Exercise ▸
All of the data is to be set down again without any alteration.

Data for analysis ▸
******

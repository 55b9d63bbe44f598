//! Node roles and their bootstrap descriptors.
//!
//! Every role runs the same bootstrap procedure; the differences between
//! roles are captured in a [`RoleProfile`] instead of six copies of the
//! startup code.

use std::fmt;
use std::str::FromStr;

use serde::{Deserialize, Serialize};

/// One of the node kinds a process can start as.
#[derive(
    Debug, Clone, Copy, PartialEq, Eq, Hash, Serialize, Deserialize, clap::ValueEnum,
)]
#[serde(rename_all = "lowercase")]
pub enum ServiceRole {
    /// Ingest: accepts publisher streams.
    Input,
    /// Egress: serves consumer streams.
    Output,
    /// Durable storage of extents.
    Store,
    /// Cluster control plane.
    Controller,
    /// Cross-cluster replication.
    Replicator,
    /// Client-facing API.
    Frontend,
}

/// How a role obtains its cluster identity.
#[derive(Debug, Clone, Copy, PartialEq, Eq, Serialize)]
#[serde(rename_all = "lowercase")]
pub enum IdentityPolicy {
    /// Fresh UUID on every start.
    Ephemeral,
    /// UUID read from storage configuration.
    Persisted,
}

/// What the diagnostic endpoint introspects.
#[derive(Debug, Clone, Copy, PartialEq, Eq, Serialize)]
#[serde(rename_all = "lowercase")]
pub enum DiagnosticScope {
    /// The role host itself.
    Host,
    /// The shared service bundle.
    Service,
}

/// Per-role variation points of the bootstrap.
#[derive(Debug, Clone, Copy, PartialEq, Eq, Serialize)]
pub struct RoleProfile {
    /// Role exposes a websocket streaming transport.
    pub websocket: bool,
    pub identity: IdentityPolicy,
    /// Role resolves a storage backend before host construction.
    pub selects_backend: bool,
    pub diagnostics: DiagnosticScope,
}

impl ServiceRole {
    pub const ALL: [ServiceRole; 6] = [
        ServiceRole::Input,
        ServiceRole::Output,
        ServiceRole::Store,
        ServiceRole::Controller,
        ServiceRole::Replicator,
        ServiceRole::Frontend,
    ];

    /// Short name used on the command line and in config.
    pub fn as_str(self) -> &'static str {
        match self {
            ServiceRole::Input => "input",
            ServiceRole::Output => "output",
            ServiceRole::Store => "store",
            ServiceRole::Controller => "controller",
            ServiceRole::Replicator => "replicator",
            ServiceRole::Frontend => "frontend",
        }
    }

    /// Name the role registers under in the cluster.
    pub fn service_name(self) -> &'static str {
        match self {
            ServiceRole::Input => "cherami-inputhost",
            ServiceRole::Output => "cherami-outputhost",
            ServiceRole::Store => "cherami-storehost",
            ServiceRole::Controller => "cherami-controllerhost",
            ServiceRole::Replicator => "cherami-replicator",
            ServiceRole::Frontend => "cherami-frontendhost",
        }
    }

    pub fn profile(self) -> RoleProfile {
        match self {
            ServiceRole::Input => RoleProfile {
                websocket: true,
                identity: IdentityPolicy::Ephemeral,
                selects_backend: false,
                diagnostics: DiagnosticScope::Host,
            },
            ServiceRole::Output | ServiceRole::Replicator => RoleProfile {
                websocket: true,
                identity: IdentityPolicy::Ephemeral,
                selects_backend: false,
                diagnostics: DiagnosticScope::Service,
            },
            ServiceRole::Store => RoleProfile {
                websocket: true,
                identity: IdentityPolicy::Persisted,
                selects_backend: true,
                diagnostics: DiagnosticScope::Service,
            },
            ServiceRole::Controller | ServiceRole::Frontend => RoleProfile {
                websocket: false,
                identity: IdentityPolicy::Ephemeral,
                selects_backend: false,
                diagnostics: DiagnosticScope::Service,
            },
        }
    }
}

impl fmt::Display for ServiceRole {
    fn fmt(&self, f: &mut fmt::Formatter<'_>) -> fmt::Result {
        f.write_str(self.as_str())
    }
}

/// Error for role names that are not one of the six known roles.
#[derive(Debug, Clone, PartialEq, Eq, thiserror::Error)]
#[error("unknown role '{0}'")]
pub struct UnknownRole(pub String);

impl FromStr for ServiceRole {
    type Err = UnknownRole;

    fn from_str(s: &str) -> Result<Self, Self::Err> {
        ServiceRole::ALL
            .into_iter()
            .find(|role| role.as_str() == s || role.service_name() == s)
            .ok_or_else(|| UnknownRole(s.to_string()))
    }
}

******

Exercise result ▸
repository 55b9d63bbe44f598
//! Node roles and their bootstrap descriptors.
//!
//! Every role runs the same bootstrap procedure; the differences between
//! roles are captured in a [`RoleProfile`] instead of six copies of the
//! startup code.

use std::fmt;
use std::str::FromStr;

use serde::{Deserialize, Serialize};

/// One of the node kinds a process can start as.
#[derive(
    Debug, Clone, Copy, PartialEq, Eq, Hash, Serialize, Deserialize, clap::ValueEnum,
)]
#[serde(rename_all = "lowercase")]
pub enum ServiceRole {
    /// Ingest: accepts publisher streams.
    Input,
    /// Egress: serves consumer streams.
    Output,
    /// Durable storage of extents.
    Store,
    /// Cluster control plane.
    Controller,
    /// Cross-cluster replication.
    Replicator,
    /// Client-facing API.
    Frontend,
}

/// How a role obtains its cluster identity.
#[derive(Debug, Clone, Copy, PartialEq, Eq, Serialize)]
#[serde(rename_all = "lowercase")]
pub enum IdentityPolicy {
    /// Fresh UUID on every start.
    Ephemeral,
    /// UUID read from storage configuration.
    Persisted,
}

/// What the diagnostic endpoint introspects.
#[derive(Debug, Clone, Copy, PartialEq, Eq, Serialize)]
#[serde(rename_all = "lowercase")]
pub enum DiagnosticScope {
    /// The role host itself.
    Host,
    /// The shared service bundle.
    Service,
}

/// Per-role variation points of the bootstrap.
#[derive(Debug, Clone, Copy, PartialEq, Eq, Serialize)]
pub struct RoleProfile {
    /// Role exposes a websocket streaming transport.
    pub websocket: bool,
    pub identity: IdentityPolicy,
    /// Role resolves a storage backend before host construction.
    pub selects_backend: bool,
    pub diagnostics: DiagnosticScope,
}

impl ServiceRole {
    pub const ALL: [ServiceRole; 6] = [
        ServiceRole::Input,
        ServiceRole::Output,
        ServiceRole::Store,
        ServiceRole::Controller,
        ServiceRole::Replicator,
        ServiceRole::Frontend,
    ];

    /// Short name used on the command line and in config.
    pub fn as_str(self) -> &'static str {
        match self {
            ServiceRole::Input => "input",
            ServiceRole::Output => "output",
            ServiceRole::Store => "store",
            ServiceRole::Controller => "controller",
            ServiceRole::Replicator => "replicator",
            ServiceRole::Frontend => "frontend",
        }
    }

    /// Name the role registers under in the cluster.
    pub fn service_name(self) -> &'static str {
        match self {
            ServiceRole::Input => "cherami-inputhost",
            ServiceRole::Output => "cherami-outputhost",
            ServiceRole::Store => "cherami-storehost",
            ServiceRole::Controller => "cherami-controllerhost",
            ServiceRole::Replicator => "cherami-replicator",
            ServiceRole::Frontend => "cherami-frontendhost",
        }
    }

    pub fn profile(self) -> RoleProfile {
        match self {
            ServiceRole::Input => RoleProfile {
                websocket: true,
                identity: IdentityPolicy::Ephemeral,
                selects_backend: false,
                diagnostics: DiagnosticScope::Host,
            },
            ServiceRole::Output | ServiceRole::Replicator => RoleProfile {
                websocket: true,
                identity: IdentityPolicy::Ephemeral,
                selects_backend: false,
                diagnostics: DiagnosticScope::Service,
            },
            ServiceRole::Store => RoleProfile {
                websocket: true,
                identity: IdentityPolicy::Persisted,
                selects_backend: true,
                diagnostics: DiagnosticScope::Service,
            },
            ServiceRole::Controller | ServiceRole::Frontend => RoleProfile {
                websocket: false,
                identity: IdentityPolicy::Ephemeral,
                selects_backend: false,
                diagnostics: DiagnosticScope::Service,
            },
        }
    }
}

impl fmt::Display for ServiceRole {
    fn fmt(&self, f: &mut fmt::Formatter<'_>) -> fmt::Result {
        f.write_str(self.as_str())
    }
}

/// Error for role names that are not one of the six known roles.
#[derive(Debug, Clone, PartialEq, Eq, thiserror::Error)]
#[error("unknown role '{0}'")]
pub struct UnknownRole(pub String);

impl FromStr for ServiceRole {
    type Err = UnknownRole;

    fn from_str(s: &str) -> Result<Self, Self::Err> {
        ServiceRole::ALL
            .into_iter()
            .find(|role| role.as_str() == s || role.service_name() == s)
            .ok_or_else(|| UnknownRole(s.to_string()))
    }
}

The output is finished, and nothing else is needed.